What you need to do » Every entry in the listing below has to be transcribed exactly.
┄┄┄┄┄┄┄┄┄┄┄┄┄┄┄┄┄┄┄┄
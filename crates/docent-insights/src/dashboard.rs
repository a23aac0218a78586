//! Guardian dashboard headline numbers.

use chrono::{DateTime, Utc};
use docent_core::entities::{DesignerQuestion, QuestionCluster};
use docent_core::responses::DashboardResponse;

/// Open escalations. There is no escalation tracker yet, so this is fixed.
pub const ESCALATIONS: u32 = 11;

#[must_use]
pub fn dashboard_stats(
    questions: &[DesignerQuestion],
    clusters: &[QuestionCluster],
) -> DashboardResponse {
    DashboardResponse {
        total_questions: questions.len(),
        active_clusters: clusters.len(),
        increasing_topics: clusters.iter().filter(|c| c.trend.is_rising()).count(),
        escalations: ESCALATIONS,
    }
}

/// Short label for how long ago `date` was, relative to `now`.
///
/// Under a day is "Today", under two days "Yesterday", under a week
/// "{n} days ago"; older dates print as "Feb 7". Future dates read "Today".
#[must_use]
pub fn relative_date_label(date: DateTime<Utc>, now: DateTime<Utc>) -> String {
    let hours = (now - date).num_hours();
    match hours {
        ..24 => "Today".to_string(),
        24..48 => "Yesterday".to_string(),
        48..168 => format!("{} days ago", hours / 24),
        _ => date.format("%b %-d").to_string(),
    }
}

#[cfg(test)]
mod tests {
    use chrono::{TimeDelta, TimeZone};
    use pretty_assertions::assert_eq;
    use rstest::rstest;

    use super::*;

    fn now() -> DateTime<Utc> {
        Utc.with_ymd_and_hms(2026, 2, 20, 12, 0, 0).unwrap()
    }

    #[rstest]
    #[case(TimeDelta::minutes(5), "Today")]
    #[case(TimeDelta::hours(-3), "Today")]
    #[case(TimeDelta::hours(23), "Today")]
    #[case(TimeDelta::hours(24), "Yesterday")]
    #[case(TimeDelta::hours(47), "Yesterday")]
    #[case(TimeDelta::hours(48), "2 days ago")]
    #[case(TimeDelta::hours(167), "6 days ago")]
    #[case(TimeDelta::days(13), "Feb 7")]
    fn relative_labels(#[case] age: TimeDelta, #[case] expected: &str) {
        assert_eq!(relative_date_label(now() - age, now()), expected);
    }
}
//! Prefixed identifiers.
//!
//! IDs look like `msg-a3f8b2c1`: a short prefix plus 8 lowercase hex chars
//! drawn from the OS random source.

use crate::errors::CoreError;

/// Prefix for chat message IDs.
pub const PREFIX_MESSAGE: &str = "msg";

/// Prefix for question cluster IDs.
pub const PREFIX_CLUSTER: &str = "cluster";

/// Generate a random prefixed ID, e.g. `"msg-a3f8b2c1"`.
///
/// # Errors
///
/// Returns `CoreError::Entropy` if the OS random source cannot be read.
pub fn generate_id(prefix: &str) -> Result<String, CoreError> {
    let mut bytes = [0u8; 4];
    getrandom::fill(&mut bytes).map_err(|e| CoreError::Entropy(e.to_string()))?;
    let hex: String = bytes.iter().map(|b| format!("{b:02x}")).collect();
    Ok(format!("{prefix}-{hex}"))
}

/// Cluster IDs are positional, not random: `cluster-{index}`.
#[must_use]
pub fn cluster_id(index: usize) -> String {
    format!("{PREFIX_CLUSTER}-{index}")
}
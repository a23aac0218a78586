use schemars::JsonSchema;
use serde::{Deserialize, Serialize};

use crate::enums::{HealthStatus, HealthTrend};

/// Uncertainty statistics for one component.
#[derive(Debug, Clone, Serialize, Deserialize, JsonSchema, PartialEq, Eq)]
pub struct ComponentStats {
    pub name: String,
    pub question_count: usize,
    pub unique_designers: usize,
    pub contexts: Vec<String>,
    pub trend: HealthTrend,
    pub status: HealthStatus,
}

#[derive(Debug, Clone, Serialize, Deserialize, JsonSchema, PartialEq, Eq)]
pub struct HealthSummary {
    pub components_tracked: usize,
    pub needs_attention: usize,
    pub warnings: usize,
}
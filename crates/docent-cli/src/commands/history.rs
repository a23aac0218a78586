use docent_config::DocentConfig;
use docent_core::responses::HistoryResponse;
use serde::Serialize;

use crate::cli::GlobalFlags;
use crate::cli::root_commands::HistoryArgs;
use crate::commands::shared::limit::row_limit;
use crate::commands::shared::session::history_store;
use crate::output::answer::render_message;
use crate::output::{output, output_with};

#[derive(Debug, Serialize)]
struct ClearedResponse {
    cleared: bool,
    path: String,
}

pub fn handle(args: &HistoryArgs, config: &DocentConfig, flags: &GlobalFlags) -> anyhow::Result<()> {
    let Some(store) = history_store(config) else {
        anyhow::bail!("chat history is not persisted (session.persist = false)");
    };

    if args.clear {
        store.clear();
        let response = ClearedResponse {
            cleared: true,
            path: store.path().display().to_string(),
        };
        return output(&response, flags.format);
    }

    let snapshot = store.load();
    let keep = row_limit(flags.limit, config.general.default_limit);
    let skip = snapshot.messages.len().saturating_sub(keep);

    let response = HistoryResponse {
        role: snapshot.role,
        messages: snapshot.messages.into_iter().skip(skip).collect(),
    };
    output_with(&response, flags.format, render)
}

fn render(response: &HistoryResponse) -> String {
    if response.messages.is_empty() {
        return "No saved chat history.".to_string();
    }
    let header = response
        .role
        .map_or_else(String::new, |role| format!("Role: {}\n\n", role.label()));
    let body = response
        .messages
        .iter()
        .map(render_message)
        .collect::<Vec<_>>()
        .join("\n\n");
    format!("{header}{body}")
}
┄┄┄┄┄┄┄┄┄┄┄┄┄┄┄┄┄┄┄┄
Written response »
filename crates/docent-insights/src/dashboard.rs
repository a23aac0218a78586
//! Guardian dashboard headline numbers.

use chrono::{DateTime, Utc};
use docent_core::entities::{DesignerQuestion, QuestionCluster};
use docent_core::responses::DashboardResponse;

/// Open escalations. There is no escalation tracker yet, so this is fixed.
pub const ESCALATIONS: u32 = 11;

#[must_use]
pub fn dashboard_stats(
    questions: &[DesignerQuestion],
    clusters: &[QuestionCluster],
) -> DashboardResponse {
    DashboardResponse {
        total_questions: questions.len(),
        active_clusters: clusters.len(),
        increasing_topics: clusters.iter().filter(|c| c.trend.is_rising()).count(),
        escalations: ESCALATIONS,
    }
}

/// Short label for how long ago `date` was, relative to `now`.
///
/// Under a day is "Today", under two days "Yesterday", under a week
/// "{n} days ago"; older dates print as "Feb 7". Future dates read "Today".
#[must_use]
pub fn relative_date_label(date: DateTime<Utc>, now: DateTime<Utc>) -> String {
    let hours = (now - date).num_hours();
    match hours {
        ..24 => "Today".to_string(),
        24..48 => "Yesterday".to_string(),
        48..168 => format!("{} days ago", hours / 24),
        _ => date.format("%b %-d").to_string(),
    }
}

#[cfg(test)]
mod tests {
    use chrono::{TimeDelta, TimeZone};
    use pretty_assertions::assert_eq;
    use rstest::rstest;

    use super::*;

    fn now() -> DateTime<Utc> {
        Utc.with_ymd_and_hms(2026, 2, 20, 12, 0, 0).unwrap()
    }

    #[rstest]
    #[case(TimeDelta::minutes(5), "Today")]
    #[case(TimeDelta::hours(-3), "Today")]
    #[case(TimeDelta::hours(23), "Today")]
    #[case(TimeDelta::hours(24), "Yesterday")]
    #[case(TimeDelta::hours(47), "Yesterday")]
    #[case(TimeDelta::hours(48), "2 days ago")]
    #[case(TimeDelta::hours(167), "6 days ago")]
    #[case(TimeDelta::days(13), "Feb 7")]
    fn relative_labels(#[case] age: TimeDelta, #[case] expected: &str) {
        assert_eq!(relative_date_label(now() - age, now()), expected);
    }
}
//! Prefixed identifiers.
//!
//! IDs look like `msg-a3f8b2c1`: a short prefix plus 8 lowercase hex chars
//! drawn from the OS random source.

use crate::errors::CoreError;

/// Prefix for chat message IDs.
pub const PREFIX_MESSAGE: &str = "msg";

/// Prefix for question cluster IDs.
pub const PREFIX_CLUSTER: &str = "cluster";

/// Generate a random prefixed ID, e.g. `"msg-a3f8b2c1"`.
///
/// # Errors
///
/// Returns `CoreError::Entropy` if the OS random source cannot be read.
pub fn generate_id(prefix: &str) -> Result<String, CoreError> {
    let mut bytes = [0u8; 4];
    getrandom::fill(&mut bytes).map_err(|e| CoreError::Entropy(e.to_string()))?;
    let hex: String = bytes.iter().map(|b| format!("{b:02x}")).collect();
    Ok(format!("{prefix}-{hex}"))
}

/// Cluster IDs are positional, not random: `cluster-{index}`.
#[must_use]
pub fn cluster_id(index: usize) -> String {
    format!("{PREFIX_CLUSTER}-{index}")
}
repository a23aac0218a78586
use schemars::JsonSchema;
use serde::{Deserialize, Serialize};

use crate::enums::{HealthStatus, HealthTrend};

/// Uncertainty statistics for one component.
#[derive(Debug, Clone, Serialize, Deserialize, JsonSchema, PartialEq, Eq)]
pub struct ComponentStats {
    pub name: String,
    pub question_count: usize,
    pub unique_designers: usize,
    pub contexts: Vec<String>,
    pub trend: HealthTrend,
    pub status: HealthStatus,
}

#[derive(Debug, Clone, Serialize, Deserialize, JsonSchema, PartialEq, Eq)]
pub struct HealthSummary {
    pub components_tracked: usize,
    pub needs_attention: usize,
    pub warnings: usize,
}
filename crates/docent-cli/src/commands/history.rs
repository a23aac0218a78586
use docent_config::DocentConfig;
use docent_core::responses::HistoryResponse;
use serde::Serialize;

use crate::cli::GlobalFlags;
use crate::cli::root_commands::HistoryArgs;
use crate::commands::shared::limit::row_limit;
use crate::commands::shared::session::history_store;
use crate::output::answer::render_message;
use crate::output::{output, output_with};

#[derive(Debug, Serialize)]
struct ClearedResponse {
    cleared: bool,
    path: String,
}

pub fn handle(args: &HistoryArgs, config: &DocentConfig, flags: &GlobalFlags) -> anyhow::Result<()> {
    let Some(store) = history_store(config) else {
        anyhow::bail!("chat history is not persisted (session.persist = false)");
    };

    if args.clear {
        store.clear();
        let response = ClearedResponse {
            cleared: true,
            path: store.path().display().to_string(),
        };
        return output(&response, flags.format);
    }

    let snapshot = store.load();
    let keep = row_limit(flags.limit, config.general.default_limit);
    let skip = snapshot.messages.len().saturating_sub(keep);

    let response = HistoryResponse {
        role: snapshot.role,
        messages: snapshot.messages.into_iter().skip(skip).collect(),
    };
    output_with(&response, flags.format, render)
}

fn render(response: &HistoryResponse) -> String {
    if response.messages.is_empty() {
        return "No saved chat history.".to_string();
    }
    let header = response
        .role
        .map_or_else(String::new, |role| format!("Role: {}\n\n", role.label()));
    let body = response
        .messages
        .iter()
        .map(render_message)
        .collect::<Vec<_>>()
        .join("\n\n");
    format!("{header}{body}")
}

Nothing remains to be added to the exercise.